▶ **Your objective**
Retype, word for word, each line between the lines holding "Self::init(store, path.into(), fresh)" and "are not undone.", inclusive, and leave the rest of the data alone.

(Recorded data)
+ + + + +
impl<S: KvStore> OpLog<S> {
    /// Build a log over an already opened store. A store without a
    /// max-sequence record is treated as new.
    pub fn with_store(store: S, path: impl Into<PathBuf>) -> Result<Self, StoreError> {
        let fresh = store.kv_get(MAX_SEQ_KEY.as_bytes())?.is_none();
        Self::init(store, path.into(), fresh)
    }

    fn init(store: S, path: PathBuf, fresh: bool) -> Result<Self, StoreError> {
        let op = Self {
            lock: RwLock::new(()),
            store,
            callbacks: CallbackRegistry::new(),
            path,
        };

        if fresh {
            // so a missing record is never confused with an empty log
            let mut txn = WriteTxn::new(&op.store);
            Self::write_max_seq(&mut txn, 0);
            txn.commit()
                .inspect_err(|e| error!("BUG: commit initial transaction failed, err: {e}"))?;
        }

        info!(
            "operation log opened at {:?}, max sequence: {}",
            op.path,
            op.read_max_seq()
        );

        Ok(op)
    }

    pub fn path(&self) -> &Path {
        &self.path
    }

    /// Bytes the store occupies on disk; advisory.
    pub fn size(&self) -> u64 {
        self.store
            .size_on_disk()
            .inspect_err(|e| warn!("failed to read oplog size, err: {e}"))
            .unwrap_or(0)
    }

    pub fn max_seq(&self) -> u64 {
        let _guard = self.lock.read();
        self.read_max_seq()
    }

    pub fn min_seq(&self) -> u64 {
        let _guard = self.lock.read();
        // entries are never purged yet, so the oldest retained one is always 1
        if self.read_max_seq() > 0 {
            1
        } else {
            0
        }
    }

    /// Append `operations` at `start_seq`, which must be `max_seq() + 1`.
    ///
    /// Every registered callback runs for every operation, in registry order,
    /// before the batch commits. The first callback failure discards the
    /// whole batch. Effects callbacks already had on live state for earlier
    /// operations of the batch are not undone.
    pub fn append(&self, start_seq: u64, operations: &[Operation]) -> Result<(), OpLogError> {
        if operations.is_empty() {
            return Ok(());
        }

        let _guard = self.lock.write();

        let mut txn = WriteTxn::new(&self.store);
        let max_seq = Self::parse_max_seq(txn.get(MAX_SEQ_KEY.as_bytes()));

        if start_seq == 0 {
            return Err(OpLogError::ZeroSequence);
        }

        let expected = max_seq.checked_add(1).ok_or_else(|| {
            error!("BUG: max sequence {max_seq} has no successor");
            OpLogError::SeqOverflow { max_seq }
        })?;

        if start_seq > expected {
            return Err(OpLogError::InvalidSeq {
                start_seq,
                expected,
            });
        } else if start_seq < expected {
            return Err(OpLogError::SeqConflict {
                start_seq,
                expected,
            });
        }

        let callbacks = self.callbacks.snapshot();

        for (idx, operation) in operations.iter().enumerate() {
            let seq = start_seq
                .checked_add(idx as u64)
                .ok_or(OpLogError::SeqOverflow { max_seq })?;

            let content = operation
                .content()
                .map_err(|source| OpLogError::InvalidContent { seq, source })?;

            let buf = serde_json::to_vec(operation).map_err(|source| {
                error!("BUG: marshal operation (sequence={seq}) failed, err: {source}");
                OpLogError::Codec { seq, source }
            })?;

            txn.set(seq_key(seq), buf);
            Self::write_max_seq(&mut txn, seq);

            debug!("stage operation (sequence={seq}): {content}");

            for cb in callbacks.iter() {
                if let Err(failure) = cb.invoke(seq, operation) {
                    error!(
                        "operation (sequence={seq}) failed in callback {}, failure: {failure}",
                        cb.name()
                    );
                    if failure.kind == OperationFailureKind::None {
                        error!("BUG: operation callback returns error without a certain failure type");
                    }

                    return Err(OpLogError::OperationFailed {
                        seq,
                        callback: cb.name().to_string(),
                        failure,
                    });
                }
            }
        }

        txn.commit().map_err(|e| {
            error!("BUG: commit transaction failed, err: {e}");
            OpLogError::Commit(e)
        })?;

        debug!(
            "appended operations {}..={}",
            start_seq,
            start_seq + operations.len() as u64 - 1
        );

        Ok(())
    }

    /// Operations `start_seq..=min(max_seq, start_seq + count_limit - 1)`.
    ///
    /// Starting past `max_seq` is not an error: nothing new yet.
    pub fn retrieve(&self, start_seq: u64, count_limit: u64) -> Result<Vec<Operation>, OpLogError> {
        // committed entries never change, no lock needed
        let max_seq = self.read_max_seq();

        if start_seq == 0 {
            return Err(OpLogError::ZeroSequence);
        }

        if start_seq > max_seq || count_limit == 0 {
            return Ok(Vec::new());
        }

        let end = max_seq.min(start_seq.saturating_add(count_limit - 1));
        let mut ret = Vec::new();

        for seq in start_seq..=end {
            let buf = self
                .store
                .kv_get(seq_key(seq).as_bytes())
                .inspect_err(|e| error!("get operation (sequence={seq}) failed, err: {e}"))?;

            let buf = match buf {
                Some(buf) if !buf.is_empty() => buf,
                _ => {
                    error!("BUG: get empty operation (sequence={seq}) below max sequence {max_seq}");
                    return Err(OpLogError::MissingEntry { seq, max_seq });
                }
            };

            let operation: Operation = serde_json::from_slice(&buf).map_err(|source| {
                error!("BUG: unmarshal operation (sequence={seq}) failed, err: {source}");
                OpLogError::Codec { seq, source }
            })?;

            ret.push(operation);
        }

        Ok(ret)
    }

    pub fn add_appended_callback<F>(&self, name: impl Into<String>, callback: F, priority: Priority)
    where
        F: Fn(u64, &Operation) -> Result<(), OperationFailure> + Send + Sync + 'static,
    {
        let _guard = self.lock.write();
        self.callbacks.add(name, callback, priority);
    }

    pub fn remove_appended_callback(&self, name: &str) {
        let _guard = self.lock.write();
        self.callbacks.remove(name);
    }

    pub fn appended_callbacks(&self) -> Vec<String> {
        self.callbacks.names()
    }

    pub fn close(self) -> Result<(), StoreError> {
        let _guard = self.lock.write();
        info!("close operation log at {:?}", self.path);
        self.store.flush()
    }

    fn read_max_seq(&self) -> u64 {
        Self::parse_max_seq(self.store.kv_get(MAX_SEQ_KEY.as_bytes()))
    }

    // unreadable or missing records degrade to an empty log
    fn parse_max_seq(raw: Result<Option<Bytes>, StoreError>) -> u64 {
        let raw = match raw {
            Ok(Some(raw)) if !raw.is_empty() => raw,
            Ok(_) => return 0,
            Err(e) => {
                error!("get max sequence failed, err: {e}");
                return 0;
            }
        };

        match std::str::from_utf8(&raw).ok().and_then(|s| s.parse::<u64>().ok()) {
            Some(ms) => ms,
            None => {
                error!("BUG: parse max sequence {:?} failed", raw);
                0
            }
        }
    }

    fn write_max_seq(txn: &mut WriteTxn<'_, S>, ms: u64) {
        txn.set(MAX_SEQ_KEY, format!("{ms}"));
    }
}
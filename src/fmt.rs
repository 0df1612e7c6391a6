use chrono::{Datelike, NaiveDate};

/// Format a float as a currency amount with thousands separators: ₱1,234.56
/// Infinite or NaN amounts print as `n/a`.
pub fn money(val: f64, symbol: &str) -> String {
    if !val.is_finite() {
        return "n/a".to_string();
    }
    let negative = val < 0.0;
    let abs = val.abs();
    let cents = format!("{:.2}", abs);
    let (int_part, dec_part) = cents.split_once('.').unwrap_or((cents.as_str(), "00"));

    let mut with_commas = String::new();
    for (i, c) in int_part.chars().rev().enumerate() {
        if i > 0 && i % 3 == 0 {
            with_commas.push(',');
        }
        with_commas.push(c);
    }
    let with_commas: String = with_commas.chars().rev().collect();

    // -0.001 rounds to 0.00 and should not print as negative.
    if negative && cents != "0.00" {
        format!("-{symbol}{with_commas}.{dec_part}")
    } else {
        format!("{symbol}{with_commas}.{dec_part}")
    }
}

/// One decimal place; infinite or NaN ratios (zero denominators) print as `n/a`.
pub fn percent(val: f64) -> String {
    if val.is_finite() {
        format!("{val:.1}%")
    } else {
        "n/a".to_string()
    }
}

pub fn date(d: NaiveDate) -> String {
    d.format("%b %-d, %Y").to_string()
}

/// `Jan 1 - Jan 15, 2024`, or `Dec 16, 2023 - Jan 5, 2024` across years.
pub fn date_range(start: NaiveDate, end: NaiveDate) -> String {
    if start.year() == end.year() {
        format!("{} - {}", start.format("%b %-d"), date(end))
    } else {
        format!("{} - {}", date(start), date(end))
    }
}
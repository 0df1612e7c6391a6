pub mod advance;
pub mod calendar;
pub mod demo;
pub mod init;
pub mod report;
pub mod search;
pub mod status;

use std::path::PathBuf;
use std::sync::Arc;

use clap::{Args, Parser, Subcommand};

use crate::calendar::MonthCursor;
use crate::dashboard::Dashboard;
use crate::error::Result;
use crate::settings::{self, Settings};
use crate::source::{CsvSource, RecordSource};

#[derive(Parser)]
#[command(name = "paylens", about = "Payroll cost analytics: roll-ups, variance and pay calendars.")]
pub struct Cli {
    /// Increase log detail (-v info, -vv debug, -vvv trace)
    #[arg(short, long, action = clap::ArgAction::Count, global = true)]
    pub verbose: u8,

    /// Data directory holding the CSV snapshot (overrides settings)
    #[arg(long = "data-dir", env = "PAYLENS_DATA_DIR", global = true)]
    pub data_dir: Option<String>,

    #[command(subcommand)]
    pub command: Commands,
}

#[derive(Subcommand)]
pub enum Commands {
    /// Save settings and create the data directory.
    Init {
        /// Company name shown on report headers
        #[arg(long)]
        company: Option<String>,
    },
    /// Write a sample data set into the data directory.
    Demo,
    /// Show settings and record counts.
    Status,
    /// Cost and remittance reports.
    Report {
        #[command(subcommand)]
        command: ReportCommands,
    },
    /// Search one kind of record by name, number or code.
    Search {
        /// Record kind: costs, advances, components, remittances
        kind: String,
        /// Case-insensitive text to look for (empty shows all)
        #[arg(default_value = "")]
        term: String,
    },
    /// Show the pay calendar for a month.
    Calendar {
        /// Month: YYYY-MM (default: current month)
        #[arg(long)]
        month: Option<String>,
        /// Show the month before
        #[arg(long, conflicts_with = "next")]
        prev: bool,
        /// Show the month after
        #[arg(long)]
        next: bool,
    },
    /// Cash advances and loans.
    Advance {
        #[command(subcommand)]
        command: AdvanceCommands,
    },
}

#[derive(Args, Clone, Copy)]
pub struct OutputArgs {
    /// Print JSON instead of a table
    #[arg(long)]
    pub json: bool,
}

#[derive(Subcommand)]
pub enum ReportCommands {
    /// Headcount and cost per department.
    Departments {
        /// Only count employees matching this text
        #[arg(long)]
        search: Option<String>,
        #[command(flatten)]
        output: OutputArgs,
    },
    /// Positions ranked by average cost.
    Positions {
        /// Number of positions to show (default from settings)
        #[arg(long)]
        top: Option<usize>,
        #[command(flatten)]
        output: OutputArgs,
    },
    /// Budget vs actual per department.
    Variance {
        #[command(flatten)]
        output: OutputArgs,
    },
    /// Spread of one cost field across all employees.
    Dispersion {
        /// basic_salary, cost_to_company, budgeted, actual
        #[arg(long, default_value = "cost_to_company")]
        field: String,
        #[command(flatten)]
        output: OutputArgs,
    },
    /// Government remittance totals per agency.
    Remittances {
        #[command(flatten)]
        output: OutputArgs,
    },
}

#[derive(Subcommand)]
pub enum AdvanceCommands {
    /// Validate a new cash advance or loan and queue it for submission.
    Submit {
        /// Employee number, e.g. EMP-0012
        #[arg(long)]
        employee: String,
        /// Total amount
        #[arg(long)]
        amount: f64,
        /// Deduction per payroll period
        #[arg(long)]
        amortization: f64,
        /// First deduction date: YYYY-MM-DD
        #[arg(long)]
        start: String,
        /// cash_advance or loan
        #[arg(long, default_value = "cash_advance")]
        kind: String,
        #[arg(long, default_value = "")]
        notes: String,
    },
}

/// Settings plus the data directory they resolve to.
pub struct Context {
    pub settings: Settings,
}

impl Context {
    pub fn new(data_dir: Option<&str>) -> Self {
        Self {
            settings: settings::resolve(data_dir),
        }
    }

    pub fn data_dir(&self) -> PathBuf {
        PathBuf::from(&self.settings.data_dir)
    }

    pub fn money(&self, val: f64) -> String {
        crate::fmt::money(val, &self.settings.currency_symbol)
    }

    pub fn dashboard(&self, cursor: MonthCursor) -> Result<Dashboard> {
        let snapshot = CsvSource::new(self.data_dir()).load()?;
        Ok(Dashboard::new(Arc::new(snapshot), cursor))
    }
}

pub(crate) fn print_json<T: serde::Serialize + ?Sized>(value: &T) -> Result<()> {
    println!("{}", serde_json::to_string_pretty(value)?);
    Ok(())
}
use crate::models::{CashAdvance, CostRecord, Remittance, SalaryComponent};

/// Records that can be found by the search box. Each kind exposes a fixed
/// set of text fields.
pub trait Searchable {
    fn search_fields(&self) -> Vec<&str>;
}

impl Searchable for CostRecord {
    fn search_fields(&self) -> Vec<&str> {
        vec![
            self.entity_name.as_str(),
            self.entity_id.as_str(),
            self.department_name.as_str(),
            self.position.as_str(),
        ]
    }
}

impl Searchable for CashAdvance {
    fn search_fields(&self) -> Vec<&str> {
        vec![
            self.employee_name.as_str(),
            self.employee_number.as_str(),
            self.advance_number.as_str(),
        ]
    }
}

impl Searchable for SalaryComponent {
    fn search_fields(&self) -> Vec<&str> {
        vec![self.name.as_str(), self.code.as_str()]
    }
}

impl Searchable for Remittance {
    fn search_fields(&self) -> Vec<&str> {
        vec![
            self.reference_number.as_str(),
            self.agency.key(),
            self.period_label.as_str(),
        ]
    }
}

/// Case-insensitive substring match against any search field. The term is
/// used as typed: no trimming, no tokenizing.
pub fn matches<T: Searchable>(record: &T, term: &str) -> bool {
    if term.is_empty() {
        return true;
    }
    let needle = term.to_lowercase();
    record
        .search_fields()
        .iter()
        .any(|field| field.to_lowercase().contains(&needle))
}

pub fn filter<'a, T: Searchable>(records: &'a [T], term: &str) -> Vec<&'a T> {
    records.iter().filter(|r| matches(*r, term)).collect()
}
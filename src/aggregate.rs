use std::borrow::Borrow;
use std::collections::HashMap;

use serde::Serialize;
use tracing::debug;

use crate::models::{CostField, CostRecord, Remittance};

// ---------------------------------------------------------------------------
// Generic roll-up
// ---------------------------------------------------------------------------

/// Aggregate for one distinct key. `members` are indices into the input
/// slice, in input order.
#[derive(Debug, Clone, PartialEq, Serialize)]
pub struct GroupSummary {
    pub key: String,
    pub name: String,
    pub members: Vec<usize>,
    pub total: f64,
    pub average: f64,
}

impl GroupSummary {
    pub fn count(&self) -> usize {
        self.members.len()
    }
}

/// Total divided by count, or 0 for an empty group.
pub fn average(total: f64, count: usize) -> f64 {
    if count == 0 {
        0.0
    } else {
        total / count as f64
    }
}

/// Group `records` by the `(key, name)` pair returned from `key_of`,
/// summing `value_of` per group. Groups come out in order of first
/// appearance and keep the first name seen for their key. Averages are
/// computed once every member has been folded in.
pub fn group_by<T, K, V>(records: &[T], key_of: K, value_of: V) -> Vec<GroupSummary>
where
    K: Fn(&T) -> (&str, &str),
    V: Fn(&T) -> f64,
{
    let mut index: HashMap<String, usize> = HashMap::new();
    let mut groups: Vec<GroupSummary> = Vec::new();

    for (i, record) in records.iter().enumerate() {
        let (key, name) = key_of(record);
        let slot = match index.get(key) {
            Some(&slot) => slot,
            None => {
                index.insert(key.to_string(), groups.len());
                groups.push(GroupSummary {
                    key: key.to_string(),
                    name: name.to_string(),
                    members: Vec::new(),
                    total: 0.0,
                    average: 0.0,
                });
                groups.len() - 1
            }
        };
        let group = &mut groups[slot];
        group.members.push(i);
        group.total += value_of(record);
    }

    for group in &mut groups {
        group.average = average(group.total, group.members.len());
    }
    groups
}

// ---------------------------------------------------------------------------
// Department costs
// ---------------------------------------------------------------------------

#[derive(Debug, Clone, PartialEq, Serialize)]
pub struct DepartmentCost {
    pub department_id: String,
    pub department_name: String,
    pub headcount: usize,
    pub total_basic_salary: f64,
    pub total_cost: f64,
    pub average_cost: f64,
    pub members: Vec<usize>,
}

/// Per-department roll-up. Accepts owned records or a filtered view of
/// borrowed ones; `members` index into whichever slice was passed.
pub fn department_costs<R: Borrow<CostRecord>>(records: &[R]) -> Vec<DepartmentCost> {
    let groups = group_by(
        records,
        |r| {
            let r: &CostRecord = r.borrow();
            (r.department_id.as_str(), r.department_name.as_str())
        },
        |r| Borrow::<CostRecord>::borrow(r).cost_to_company,
    );
    debug!(records = records.len(), departments = groups.len(), "grouped department costs");
    groups
        .into_iter()
        .map(|g| {
            let total_basic_salary: f64 = g
                .members
                .iter()
                .map(|&i| Borrow::<CostRecord>::borrow(&records[i]).basic_salary)
                .sum();
            DepartmentCost {
                headcount: g.count(),
                department_id: g.key,
                department_name: g.name,
                total_basic_salary,
                total_cost: g.total,
                average_cost: g.average,
                members: g.members,
            }
        })
        .collect()
}

// ---------------------------------------------------------------------------
// Position costs
// ---------------------------------------------------------------------------

#[derive(Debug, Clone, PartialEq, Serialize)]
pub struct PositionCost {
    pub position: String,
    pub headcount: usize,
    pub total_cost: f64,
    pub average_cost: f64,
}

pub fn position_costs<R: Borrow<CostRecord>>(records: &[R]) -> Vec<PositionCost> {
    group_by(
        records,
        |r| {
            let r: &CostRecord = r.borrow();
            (r.position.as_str(), r.position.as_str())
        },
        |r| Borrow::<CostRecord>::borrow(r).cost_to_company,
    )
    .into_iter()
    .map(|g| PositionCost {
        headcount: g.count(),
        position: g.key,
        total_cost: g.total,
        average_cost: g.average,
    })
    .collect()
}

/// Positions ranked by average cost, highest first, keeping input order for
/// ties, cut to `limit`. NaN averages sort after every number.
pub fn top_positions_by_average<R: Borrow<CostRecord>>(
    records: &[R],
    limit: usize,
) -> Vec<PositionCost> {
    let mut positions = position_costs(records);
    positions.sort_by(|a, b| {
        match (a.average_cost.is_nan(), b.average_cost.is_nan()) {
            (false, false) => b.average_cost.total_cmp(&a.average_cost),
            (a_nan, b_nan) => a_nan.cmp(&b_nan),
        }
    });
    positions.truncate(limit);
    positions
}

/// Sum of one amount field across all records.
pub fn field_total(records: &[CostRecord], field: CostField) -> f64 {
    records.iter().map(|r| field.value(r)).sum()
}

// ---------------------------------------------------------------------------
// Remittances
// ---------------------------------------------------------------------------

#[derive(Debug, Clone, PartialEq, Serialize)]
pub struct AgencyTotal {
    pub agency: String,
    pub name: String,
    pub count: usize,
    pub total: f64,
    pub average: f64,
}

pub fn remittance_totals(remittances: &[Remittance]) -> Vec<AgencyTotal> {
    group_by(
        remittances,
        |r| (r.agency.key(), r.agency.name()),
        |r| r.amount,
    )
    .into_iter()
    .map(|g| AgencyTotal {
        count: g.count(),
        agency: g.key,
        name: g.name,
        total: g.total,
        average: g.average,
    })
    .collect()
}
+ + + + +
▶ **Output**
        Self::init(store, path.into(), fresh)
    }

    fn init(store: S, path: PathBuf, fresh: bool) -> Result<Self, StoreError> {
        let op = Self {
            lock: RwLock::new(()),
            store,
            callbacks: CallbackRegistry::new(),
            path,
        };

        if fresh {
            // so a missing record is never confused with an empty log
            let mut txn = WriteTxn::new(&op.store);
            Self::write_max_seq(&mut txn, 0);
            txn.commit()
                .inspect_err(|e| error!("BUG: commit initial transaction failed, err: {e}"))?;
        }

        info!(
            "operation log opened at {:?}, max sequence: {}",
            op.path,
            op.read_max_seq()
        );

        Ok(op)
    }

    pub fn path(&self) -> &Path {
        &self.path
    }

    /// Bytes the store occupies on disk; advisory.
    pub fn size(&self) -> u64 {
        self.store
            .size_on_disk()
            .inspect_err(|e| warn!("failed to read oplog size, err: {e}"))
            .unwrap_or(0)
    }

    pub fn max_seq(&self) -> u64 {
        let _guard = self.lock.read();
        self.read_max_seq()
    }

    pub fn min_seq(&self) -> u64 {
        let _guard = self.lock.read();
        // entries are never purged yet, so the oldest retained one is always 1
        if self.read_max_seq() > 0 {
            1
        } else {
            0
        }
    }

    /// Append `operations` at `start_seq`, which must be `max_seq() + 1`.
    ///
    /// Every registered callback runs for every operation, in registry order,
    /// before the batch commits. The first callback failure discards the
    /// whole batch. Effects callbacks already had on live state for earlier
    /// operations of the batch are not undone.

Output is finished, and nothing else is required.